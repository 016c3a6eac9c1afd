//! Local order ledger and webhook amount cross-check
//!
//! The `notes` echoed back by Razorpay are only as trustworthy as the HMAC
//! around them. Before any document is generated, the reported amount is
//! compared with the amount recorded locally when the order was created.

use async_trait::async_trait;
use serde::Serialize;
use sqlx::PgPool;
use time::OffsetDateTime;

use crate::error::{BillingError, BillingResult};
use crate::idempotency::PaymentEvent;
use crate::payload::PurposeKind;

/// Order as recorded by the checkout path
#[derive(Debug, Clone, Serialize, sqlx::FromRow)]
pub struct OrderRecord {
    pub order_id: String,
    pub purpose: String,
    pub amount: i64,
    pub currency: String,
    #[serde(with = "time::serde::rfc3339")]
    pub created_at: OffsetDateTime,
}

#[derive(Debug, Clone)]
pub struct NewOrder {
    pub order_id: String,
    pub purpose: PurposeKind,
    pub amount: i64,
    pub currency: String,
}

#[async_trait]
pub trait OrderLedger: Send + Sync {
    async fn find_order(&self, order_id: &str) -> BillingResult<Option<OrderRecord>>;

    async fn record_order(&self, order: &NewOrder) -> BillingResult<()>;
}

/// Outcome of a successful cross-check
#[derive(Debug, Clone, Copy, PartialEq, Eq)]
pub enum AmountCheck {
    /// Local order found and amounts agree
    Matched,
    /// No local order on file; allowed because strict matching is off
    Unverified,
}

/// Compare the event's amount against the local order.
///
/// Returns `AmountMismatch` when a local order exists and disagrees, and
/// `OrderNotFound` when no order is on file and `require_order` is set.
pub async fn verify_amount(
    ledger: &dyn OrderLedger,
    event: &PaymentEvent,
    require_order: bool,
) -> BillingResult<AmountCheck> {
    let order = match event.order_id.as_deref() {
        Some(order_id) => ledger.find_order(order_id).await?,
        None => None,
    };

    let Some(order) = order else {
        let order_id = event.order_id.clone().unwrap_or_else(|| "<none>".into());
        if require_order {
            return Err(BillingError::OrderNotFound(order_id));
        }
        tracing::warn!(
            event_id = %event.provider_event_id,
            order_id = %order_id,
            amount = event.amount,
            "No local order on file; webhook amount not cross-checked"
        );
        return Ok(AmountCheck::Unverified);
    };

    if order.amount != event.amount || !order.currency.eq_ignore_ascii_case(&event.currency) {
        return Err(BillingError::AmountMismatch {
            order_id: order.order_id,
            expected: order.amount,
            expected_currency: order.currency,
            reported: event.amount,
            reported_currency: event.currency.clone(),
        });
    }

    Ok(AmountCheck::Matched)
}

/// Postgres-backed ledger
#[derive(Clone)]
pub struct PgOrderLedger {
    pool: PgPool,
}

impl PgOrderLedger {
    pub fn new(pool: PgPool) -> Self {
        Self { pool }
    }
}

#[async_trait]
impl OrderLedger for PgOrderLedger {
    async fn find_order(&self, order_id: &str) -> BillingResult<Option<OrderRecord>> {
        Ok(sqlx::query_as(
            r#"
            SELECT order_id, purpose, amount, currency, created_at
            FROM payment_orders
            WHERE order_id = $1
            "#,
        )
        .bind(order_id)
        .fetch_optional(&self.pool)
        .await?)
    }

    async fn record_order(&self, order: &NewOrder) -> BillingResult<()> {
        sqlx::query(
            r#"
            INSERT INTO payment_orders (order_id, purpose, amount, currency, created_at)
            VALUES ($1, $2, $3, $4, NOW())
            ON CONFLICT (order_id) DO NOTHING
            "#,
        )
        .bind(&order.order_id)
        .bind(order.purpose.as_str())
        .bind(order.amount)
        .bind(&order.currency)
        .execute(&self.pool)
        .await?;
        Ok(())
    }
}

#[cfg(test)]
mod tests {
    use super::*;
    use crate::idempotency::DocumentStatus;
    use crate::memory::InMemoryOrderLedger;
    use crate::payload::Notes;
    use uuid::Uuid;

    fn event(order_id: Option<&str>, amount: i64) -> PaymentEvent {
        PaymentEvent {
            id: Uuid::new_v4(),
            provider_event_id: "evt_1".into(),
            event_type: "payment.captured".into(),
            payment_id: "pay_1".into(),
            order_id: order_id.map(str::to_string),
            amount,
            currency: "INR".into(),
            status: "captured".into(),
            notes: Notes::new(),
            document_status: DocumentStatus::Pending,
            status_detail: None,
            processed_at: OffsetDateTime::now_utc(),
            updated_at: OffsetDateTime::now_utc(),
        }
    }

    async fn ledger_with(order_id: &str, amount: i64) -> InMemoryOrderLedger {
        let ledger = InMemoryOrderLedger::new();
        ledger
            .record_order(&NewOrder {
                order_id: order_id.into(),
                purpose: PurposeKind::Service,
                amount,
                currency: "INR".into(),
            })
            .await
            .unwrap();
        ledger
    }

    #[tokio::test]
    async fn test_matching_amount_passes() {
        let ledger = ledger_with("order_1", 9900).await;
        let check = verify_amount(&ledger, &event(Some("order_1"), 9900), true)
            .await
            .unwrap();
        assert_eq!(check, AmountCheck::Matched);
    }

    #[tokio::test]
    async fn test_different_amount_is_mismatch() {
        let ledger = ledger_with("order_1", 9900).await;
        let result = verify_amount(&ledger, &event(Some("order_1"), 100), false).await;
        match result {
            Err(BillingError::AmountMismatch {
                expected, reported, ..
            }) => {
                assert_eq!(expected, 9900);
                assert_eq!(reported, 100);
            }
            other => panic!("expected mismatch, got {:?}", other),
        }
    }

    #[tokio::test]
    async fn test_missing_order_allowed_when_not_strict() {
        let ledger = InMemoryOrderLedger::new();
        let check = verify_amount(&ledger, &event(Some("order_x"), 9900), false)
            .await
            .unwrap();
        assert_eq!(check, AmountCheck::Unverified);
    }

    #[tokio::test]
    async fn test_missing_order_rejected_when_strict() {
        let ledger = InMemoryOrderLedger::new();
        let result = verify_amount(&ledger, &event(None, 9900), true).await;
        assert!(matches!(result, Err(BillingError::OrderNotFound(_))));
    }
}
========
Repeat the material above in full so that each line matches the original exactly.

repository 016c3a6eac9c1afd
//! Local order ledger and webhook amount cross-check
//!
//! The `notes` echoed back by Razorpay are only as trustworthy as the HMAC
//! around them. Before any document is generated, the reported amount is
//! compared with the amount recorded locally when the order was created.

use async_trait::async_trait;
use serde::Serialize;
use sqlx::PgPool;
use time::OffsetDateTime;

use crate::error::{BillingError, BillingResult};
use crate::idempotency::PaymentEvent;
use crate::payload::PurposeKind;

/// Order as recorded by the checkout path
#[derive(Debug, Clone, Serialize, sqlx::FromRow)]
pub struct OrderRecord {
    pub order_id: String,
    pub purpose: String,
    pub amount: i64,
    pub currency: String,
    #[serde(with = "time::serde::rfc3339")]
    pub created_at: OffsetDateTime,
}

#[derive(Debug, Clone)]
pub struct NewOrder {
    pub order_id: String,
    pub purpose: PurposeKind,
    pub amount: i64,
    pub currency: String,
}

#[async_trait]
pub trait OrderLedger: Send + Sync {
    async fn find_order(&self, order_id: &str) -> BillingResult<Option<OrderRecord>>;

    async fn record_order(&self, order: &NewOrder) -> BillingResult<()>;
}

/// Outcome of a successful cross-check
#[derive(Debug, Clone, Copy, PartialEq, Eq)]
pub enum AmountCheck {
    /// Local order found and amounts agree
    Matched,
    /// No local order on file; allowed because strict matching is off
    Unverified,
}

/// Compare the event's amount against the local order.
///
/// Returns `AmountMismatch` when a local order exists and disagrees, and
/// `OrderNotFound` when no order is on file and `require_order` is set.
pub async fn verify_amount(
    ledger: &dyn OrderLedger,
    event: &PaymentEvent,
    require_order: bool,
) -> BillingResult<AmountCheck> {
    let order = match event.order_id.as_deref() {
        Some(order_id) => ledger.find_order(order_id).await?,
        None => None,
    };

    let Some(order) = order else {
        let order_id = event.order_id.clone().unwrap_or_else(|| "<none>".into());
        if require_order {
            return Err(BillingError::OrderNotFound(order_id));
        }
        tracing::warn!(
            event_id = %event.provider_event_id,
            order_id = %order_id,
            amount = event.amount,
            "No local order on file; webhook amount not cross-checked"
        );
        return Ok(AmountCheck::Unverified);
    };

    if order.amount != event.amount || !order.currency.eq_ignore_ascii_case(&event.currency) {
        return Err(BillingError::AmountMismatch {
            order_id: order.order_id,
            expected: order.amount,
            expected_currency: order.currency,
            reported: event.amount,
            reported_currency: event.currency.clone(),
        });
    }

    Ok(AmountCheck::Matched)
}

/// Postgres-backed ledger
#[derive(Clone)]
pub struct PgOrderLedger {
    pool: PgPool,
}

impl PgOrderLedger {
    pub fn new(pool: PgPool) -> Self {
        Self { pool }
    }
}

#[async_trait]
impl OrderLedger for PgOrderLedger {
    async fn find_order(&self, order_id: &str) -> BillingResult<Option<OrderRecord>> {
        Ok(sqlx::query_as(
            r#"
            SELECT order_id, purpose, amount, currency, created_at
            FROM payment_orders
            WHERE order_id = $1
            "#,
        )
        .bind(order_id)
        .fetch_optional(&self.pool)
        .await?)
    }

    async fn record_order(&self, order: &NewOrder) -> BillingResult<()> {
        sqlx::query(
            r#"
            INSERT INTO payment_orders (order_id, purpose, amount, currency, created_at)
            VALUES ($1, $2, $3, $4, NOW())
            ON CONFLICT (order_id) DO NOTHING
            "#,
        )
        .bind(&order.order_id)
        .bind(order.purpose.as_str())
        .bind(order.amount)
        .bind(&order.currency)
        .execute(&self.pool)
        .await?;
        Ok(())
    }
}

#[cfg(test)]
mod tests {
    use super::*;
    use crate::idempotency::DocumentStatus;
    use crate::memory::InMemoryOrderLedger;
    use crate::payload::Notes;
    use uuid::Uuid;

    fn event(order_id: Option<&str>, amount: i64) -> PaymentEvent {
        PaymentEvent {
            id: Uuid::new_v4(),
            provider_event_id: "evt_1".into(),
            event_type: "payment.captured".into(),
            payment_id: "pay_1".into(),
            order_id: order_id.map(str::to_string),
            amount,
            currency: "INR".into(),
            status: "captured".into(),
            notes: Notes::new(),
            document_status: DocumentStatus::Pending,
            status_detail: None,
            processed_at: OffsetDateTime::now_utc(),
            updated_at: OffsetDateTime::now_utc(),
        }
    }

    async fn ledger_with(order_id: &str, amount: i64) -> InMemoryOrderLedger {
        let ledger = InMemoryOrderLedger::new();
        ledger
            .record_order(&NewOrder {
                order_id: order_id.into(),
                purpose: PurposeKind::Service,
                amount,
                currency: "INR".into(),
            })
            .await
            .unwrap();
        ledger
    }

    #[tokio::test]
    async fn test_matching_amount_passes() {
        let ledger = ledger_with("order_1", 9900).await;
        let check = verify_amount(&ledger, &event(Some("order_1"), 9900), true)
            .await
            .unwrap();
        assert_eq!(check, AmountCheck::Matched);
    }

    #[tokio::test]
    async fn test_different_amount_is_mismatch() {
        let ledger = ledger_with("order_1", 9900).await;
        let result = verify_amount(&ledger, &event(Some("order_1"), 100), false).await;
        match result {
            Err(BillingError::AmountMismatch {
                expected, reported, ..
            }) => {
                assert_eq!(expected, 9900);
                assert_eq!(reported, 100);
            }
            other => panic!("expected mismatch, got {:?}", other),
        }
    }

    #[tokio::test]
    async fn test_missing_order_allowed_when_not_strict() {
        let ledger = InMemoryOrderLedger::new();
        let check = verify_amount(&ledger, &event(Some("order_x"), 9900), false)
            .await
            .unwrap();
        assert_eq!(check, AmountCheck::Unverified);
    }

    #[tokio::test]
    async fn test_missing_order_rejected_when_strict() {
        let ledger = InMemoryOrderLedger::new();
        let result = verify_amount(&ledger, &event(None, 9900), true).await;
        assert!(matches!(result, Err(BillingError::OrderNotFound(_))));
    }
}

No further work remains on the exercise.